> _WHAT TO WORK ON_
From the data below, repeat exactly the lines from the line with "pub fn from_config<C: ConfigProvider>(source: Arc<dyn" to the line with "let mut tasks = JoinSet::new();", both included.

> _TASK MATERIAL_
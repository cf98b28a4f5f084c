use anyhow::Result;
use hype_dial::config::toml_config::TomlConfig;
use hype_dial::domain::model::OutputFormat;
use hype_dial::utils::validation::Validate;
use hype_dial::{CliConfig, Settings};
use clap::Parser;
use tempfile::TempDir;

/// 隨附的範例設定檔必須等同內建預設值
#[test]
fn test_bundled_profile_matches_defaults() -> Result<()> {
    let path = std::path::Path::new(env!("CARGO_MANIFEST_DIR")).join("hype-config.toml");
    let settings = TomlConfig::from_file(&path)?.to_settings();
    settings.validate()?;

    let defaults = Settings::default();
    assert_eq!(settings.endpoint, defaults.endpoint);
    assert_eq!(settings.sample_size(), defaults.sample_size());
    assert_eq!(settings.keywords, defaults.keywords);
    assert_eq!(settings.hype_levels, defaults.hype_levels);
    assert_eq!(
        settings.output_formats,
        vec![OutputFormat::Html, OutputFormat::Svg, OutputFormat::Json]
    );
    Ok(())
}

#[test]
fn test_cli_flags_override_profile() -> Result<()> {
    let temp_dir = TempDir::new()?;
    let profile = temp_dir.path().join("wide.toml");
    std::fs::write(
        &profile,
        r#"
[sampling]
num_pages = 20
page_size = 25

[output]
formats = ["csv"]
"#,
    )?;

    let cli = CliConfig::parse_from([
        "hype-dial",
        "--config",
        profile.to_str().unwrap(),
        "--page-size",
        "50",
        "--width",
        "1500",
    ]);
    let settings = cli.resolve()?;

    assert_eq!(settings.num_pages, 20);
    assert_eq!(settings.page_size, 50);
    assert_eq!(settings.viewport_width, 1500.0);
    assert_eq!(settings.output_formats, vec![OutputFormat::Csv]);
    settings.validate()?;
    Ok(())
}

#[test]
fn test_invalid_profile_fails_validation() -> Result<()> {
    let config = TomlConfig::from_toml_str(
        r#"
[render]
viewport_width = 5.0
"#,
    )?;
    assert!(config.validate().is_err());
    Ok(())
}
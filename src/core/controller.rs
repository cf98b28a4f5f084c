use crate::core::counts::CountsByPage;
use crate::core::fetcher::fetch_outcome;
use crate::core::keywords::KeywordMatcher;
use crate::domain::model::{DerivedMetrics, HypeLevelTable, PageOutcome};
use crate::domain::ports::{ConfigProvider, GaugeObserver, PostSource};
use crate::utils::error::Result;
use std::sync::Arc;
use std::time::Duration;
use tokio::sync::mpsc;
use tokio::task::JoinSet;

pub const DEADLINE_EXCEEDED: &str = "deadline exceeded";

/// Final state of a run.
#[derive(Debug, Clone)]
pub struct RunOutcome {
    pub counts: CountsByPage,
    pub metrics: DerivedMetrics,
}

/// Fans out one fetch per page and folds the results into [`CountsByPage`].
///
/// Every fetch runs in its own task and reports back over a channel; the
/// controller is the only owner of the counts. The observer sees the empty
/// state first and then one update per merged page.
pub struct AppController {
    source: Arc<dyn PostSource>,
    matcher: Arc<KeywordMatcher>,
    table: HypeLevelTable,
    num_pages: usize,
    page_size: usize,
    deadline: Option<Duration>,
}

impl AppController {
    pub fn new(
        source: Arc<dyn PostSource>,
        matcher: KeywordMatcher,
        table: HypeLevelTable,
        num_pages: usize,
        page_size: usize,
    ) -> Self {
        Self {
            source,
            matcher: Arc::new(matcher),
            table,
            num_pages,
            page_size,
            deadline: None,
        }
    }

    pub fn from_config<C: ConfigProvider>(source: Arc<dyn PostSource>, config: &C) -> Self {
        Self::new(
            source,
            KeywordMatcher::new(config.keywords(), config.boundary()),
            config.hype_levels().clone(),
            config.num_pages(),
            config.page_size(),
        )
        .with_deadline(config.deadline())
    }

    pub fn with_deadline(mut self, deadline: Option<Duration>) -> Self {
        self.deadline = deadline;
        self
    }

    pub async fn run<O>(&self, observer: &O) -> Result<RunOutcome>
    where
        O: GaugeObserver + ?Sized,
    {
        tracing::info!(
            "🚀 Fetching {} pages of {} posts",
            self.num_pages,
            self.page_size
        );

        let mut counts = CountsByPage::new(self.num_pages, self.page_size);
        observer.on_update(&counts.derive(&self.table)).await?;

        let (tx, mut rx) = mpsc::channel::<PageOutcome>(self.num_pages.max(1));
        let mut tasks = JoinSet::new();

        for page in 0..self.num_pages {
            let tx = tx.clone();
            let source = Arc::clone(&self.source);
            let matcher = Arc::clone(&self.matcher);
            let page_size = self.page_size;
            tasks.spawn(async move {
                let outcome = fetch_outcome(source.as_ref(), &matcher, page, page_size).await;
                // 接收端已關閉代表整個 run 已結束
                let _ = tx.send(outcome).await;
            });
        }
        drop(tx);

        let deadline = async {
            match self.deadline {
                Some(limit) => tokio::time::sleep(limit).await,
                None => std::future::pending::<()>().await,
            }
        };
        tokio::pin!(deadline);

        loop {
            // 已送達的結果優先於期限
            tokio::select! {
                biased;
                message = rx.recv() => {
                    let Some(outcome) = message else { break };
                    if counts.merge(outcome) {
                        let metrics = counts.derive(&self.table);
                        log_progress(&metrics);
                        observer.on_update(&metrics).await?;
                    }
                }
                _ = &mut deadline => {
                    tasks.abort_all();
                    while let Ok(outcome) = rx.try_recv() {
                        counts.merge(outcome);
                    }
                    let pending = counts.pending_pages();
                    tracing::warn!(
                        "⏱️ Deadline reached with {} pages outstanding: {:?}",
                        pending.len(),
                        pending
                    );
                    for page in pending {
                        counts.merge(PageOutcome::Failed {
                            page,
                            reason: DEADLINE_EXCEEDED.to_string(),
                        });
                    }
                    observer.on_update(&counts.derive(&self.table)).await?;
                    break;
                }
            }
        }

        while let Some(joined) = tasks.join_next().await {
            if let Err(e) = joined {
                if e.is_panic() {
                    tracing::error!("❌ Fetch task panicked: {}", e);
                }
            }
        }

        let metrics = counts.derive(&self.table);
        tracing::info!(
            "✅ Hype level {} ({:.1}% of {} titles, hype {:.4})",
            metrics.label,
            metrics.percent * 100.0,
            metrics.sampled,
            metrics.hype
        );

        Ok(RunOutcome { counts, metrics })
    }
}

fn log_progress(metrics: &DerivedMetrics) {
    tracing::info!(
        "📊 {} resolved, {} failed, {} pending - {}/{} matching ({:.1}%), hype {:.4} {}",
        metrics.pages_resolved,
        metrics.pages_failed,
        metrics.pages_pending,
        metrics.matched,
        metrics.sampled,
        metrics.percent * 100.0,
        metrics.hype,
        metrics.label
    );
}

> _WRITTEN REPLY_
    pub fn from_config<C: ConfigProvider>(source: Arc<dyn PostSource>, config: &C) -> Self {
        Self::new(
            source,
            KeywordMatcher::new(config.keywords(), config.boundary()),
            config.hype_levels().clone(),
            config.num_pages(),
            config.page_size(),
        )
        .with_deadline(config.deadline())
    }

    pub fn with_deadline(mut self, deadline: Option<Duration>) -> Self {
        self.deadline = deadline;
        self
    }

    pub async fn run<O>(&self, observer: &O) -> Result<RunOutcome>
    where
        O: GaugeObserver + ?Sized,
    {
        tracing::info!(
            "🚀 Fetching {} pages of {} posts",
            self.num_pages,
            self.page_size
        );

        let mut counts = CountsByPage::new(self.num_pages, self.page_size);
        observer.on_update(&counts.derive(&self.table)).await?;

        let (tx, mut rx) = mpsc::channel::<PageOutcome>(self.num_pages.max(1));
        let mut tasks = JoinSet::new();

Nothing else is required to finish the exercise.